**Exercise brief**:
Each line below containing the word "Arcade" needs to be shown.

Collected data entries
★ ★ ★ ★ ★ ★ ★
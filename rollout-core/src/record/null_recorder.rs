use super::{Record, Recorder};

/// A recorder that ignores any record.
#[derive(Default)]
pub struct NullRecorder {}

impl NullRecorder {
    /// Construct the recorder.
    pub fn new() -> Self {
        Self {}
    }
}

impl Recorder for NullRecorder {
    /// Discard the given record.
    fn write(&mut self, _record: Record) {}
}
//! Atari games emulated by the Arcade Learning Environment.
use crate::{
    ale::{Ale, AleAction, AleConfig},
    AtariAct, AtariEnvConfig, AtariEnvError, RawFrame,
};
use anyhow::Result;
use log::{info, trace};
use rollout_core::{record::Record, Env, Step};

/// An Atari game rendering full RGB screens.
///
/// Actions index the minimal action set of the game. An episode ends when the
/// game is over, or is truncated after `max_steps` steps if configured.
pub struct AleEnv {
    ale: Ale,
    actions: Vec<AleAction>,
    max_steps: Option<usize>,
    t: usize,
}

impl AleEnv {
    /// Loads the ROM of the game given in the configuration.
    pub fn build(config: &AtariEnvConfig) -> Result<Self> {
        let rom_path = config.rom_path();
        info!("Load ROM {:?}", rom_path);
        let ale = Ale::new(
            &rom_path,
            AleConfig {
                random_seed: config.seed,
                frame_skip: config.frame_skip,
                repeat_action_probability: config.repeat_action_probability,
                record_screen_dir: config.record_screen_dir.clone(),
            },
        )?;
        let actions = ale.minimal_actions();
        info!("{} actions available", actions.len());

        Ok(Self {
            ale,
            actions,
            max_steps: config.max_steps,
            t: 0,
        })
    }

    fn frame(&self) -> Result<RawFrame> {
        let mut buf = vec![0u8; self.ale.rgb24_size()];
        self.ale.rgb24(&mut buf);
        RawFrame::from_rgb(self.ale.width(), self.ale.height(), buf)
    }
}

impl Env for AleEnv {
    type Obs = RawFrame;
    type Act = AtariAct;

    fn reset(&mut self) -> Result<RawFrame> {
        trace!("AleEnv::reset()");
        self.ale.reset();
        self.t = 0;
        self.frame()
    }

    fn step(&mut self, a: &AtariAct) -> Result<(Step<Self>, Record)> {
        let action = *self
            .actions
            .get(a.act)
            .ok_or(AtariEnvError::ActionOutOfRange {
                act: a.act,
                n: self.actions.len(),
            })?;
        let reward = self.ale.take_action(action) as f32;
        self.t += 1;

        let is_terminated = self.ale.is_game_over();
        let is_truncated = !is_terminated && self.max_steps.map_or(false, |m| self.t >= m);
        let obs = self.frame()?;

        Ok((
            Step::new(obs, reward, is_terminated, is_truncated),
            Record::empty(),
        ))
    }
}
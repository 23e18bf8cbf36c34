//! Core functionalities.
mod env;
mod policy;
mod step;
pub use env::Env;
pub use policy::Policy;
use std::fmt::Debug;
pub use step::Step;

/// An observation of an environment.
pub trait Obs: Clone + Debug {
    /// Returns a dummy observation.
    ///
    /// Used in place of an observation the environment did not provide.
    fn dummy() -> Self;
}

/// An action of an environment.
pub trait Act: Clone + Debug {}
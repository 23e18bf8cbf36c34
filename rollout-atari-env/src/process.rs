//! Frame preprocessing.
use crate::{AtariObs, RawFrame, FRAME_SIZE};
use image::imageops::{resize, FilterType::Triangle};
use ndarray::Array3;

/// Size of the intermediate image of the two-stage resize.
const INTERMEDIATE_SIZE: u32 = 80;

/// Downsamples a frame to a `42x42x3` observation with values in `[0, 1]`.
///
/// Resizing to 80x80 first and then to 42x42 approximates mipmapping: a direct
/// bilinear resize would skip pixels that fall between sampling points.
pub fn process_frame42(frame: &RawFrame) -> AtariObs {
    let size = FRAME_SIZE as u32;
    let img = resize(frame.image(), INTERMEDIATE_SIZE, INTERMEDIATE_SIZE, Triangle);
    let img = resize(&img, size, size, Triangle);

    let frame = Array3::from_shape_fn((FRAME_SIZE, FRAME_SIZE, 3), |(y, x, c)| {
        img.get_pixel(x as u32, y as u32)[c] as f32 * (1.0 / 255.0)
    });

    AtariObs { frame }
}
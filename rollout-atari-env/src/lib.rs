//! Atari environments for evaluating pretrained policies.
//!
//! Frames rendered by the [Arcade Learning Environment](https://github.com/mgbellemare/Arcade-Learning-Environment)
//! are rescaled to 42x42 RGB observations and every step is annotated with
//! diagnostics: the reward and length of finished episodes, throughput and
//! telemetry forwarded by the emulator.
//!
//! You need to place Atari ROM images under the directory specified by
//! environment variable `ATARI_ROM_DIR`. An easy way to do this is to use
//! [AutoROM](https://pypi.org/project/AutoROM/) Python package.
//!
//! ```bash
//! pip install autorom
//! mkdir $HOME/atari_rom
//! AutoROM --install-dir $HOME/atari_rom
//! export ATARI_ROM_DIR=$HOME/atari_rom
//! ```
//!
//! Here is an example of running MsPacman with a policy always taking the
//! first action.
//!
//! ```no_run
//! use anyhow::Result;
//! use rollout_atari_env::{create_atari_env, AtariAct, AtariEnv, AtariEnvConfig};
//! use rollout_core::{DefaultEvaluator, Env, Evaluator as _, Policy};
//!
//! struct Noop;
//!
//! impl Policy<AtariEnv> for Noop {
//!     type State = ();
//!
//!     fn initial_state(&self) {}
//!
//!     fn sample(&mut self, _: &<AtariEnv as Env>::Obs, _: ()) -> Result<(AtariAct, ())> {
//!         Ok((AtariAct::new(0), ()))
//!     }
//! }
//!
//! fn main() -> Result<()> {
//!     let env = create_atari_env(&AtariEnvConfig::default().name("MsPacman-v0"))?;
//!     let summary = DefaultEvaluator::new(env, 5).evaluate(&mut Noop)?;
//!     println!("{} +/-{}", summary.reward_mean(), summary.reward_std());
//!     Ok(())
//! }
//! ```
mod act;
#[cfg(feature = "ale")]
mod ale;
#[cfg(feature = "ale")]
mod ale_env;
mod diagnostics;
mod env;
mod error;
mod monitor;
mod obs;
mod process;
mod rescale;
mod vec;
pub use act::AtariAct;
#[cfg(feature = "ale")]
pub use ale_env::AleEnv;
pub use diagnostics::{Diagnostics, DiagnosticsConfig, DiagnosticsFilter};
#[cfg(feature = "ale")]
pub use env::{create_atari_env, AtariEnv};
pub use env::{rom_name, wrap_atari_env, AtariEnvConfig, WrappedEnv};
pub use error::AtariEnvError;
pub use monitor::{EpisodeRow, Monitor, MonitorConfig, EPISODES_FILE};
pub use obs::{AtariObs, RawFrame, FRAME_SIZE};
pub use process::process_frame42;
pub use rescale::Rescale42;
pub use vec::{Unvectorize, VecEnv, VecStep, Vectorize};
★ ★ ★ ★ ★ ★ ★
**Problem solution**:
//! Atari games emulated by the Arcade Learning Environment.
//! Frames rendered by the [Arcade Learning Environment](https://github.com/mgbellemare/Arcade-Learning-Environment)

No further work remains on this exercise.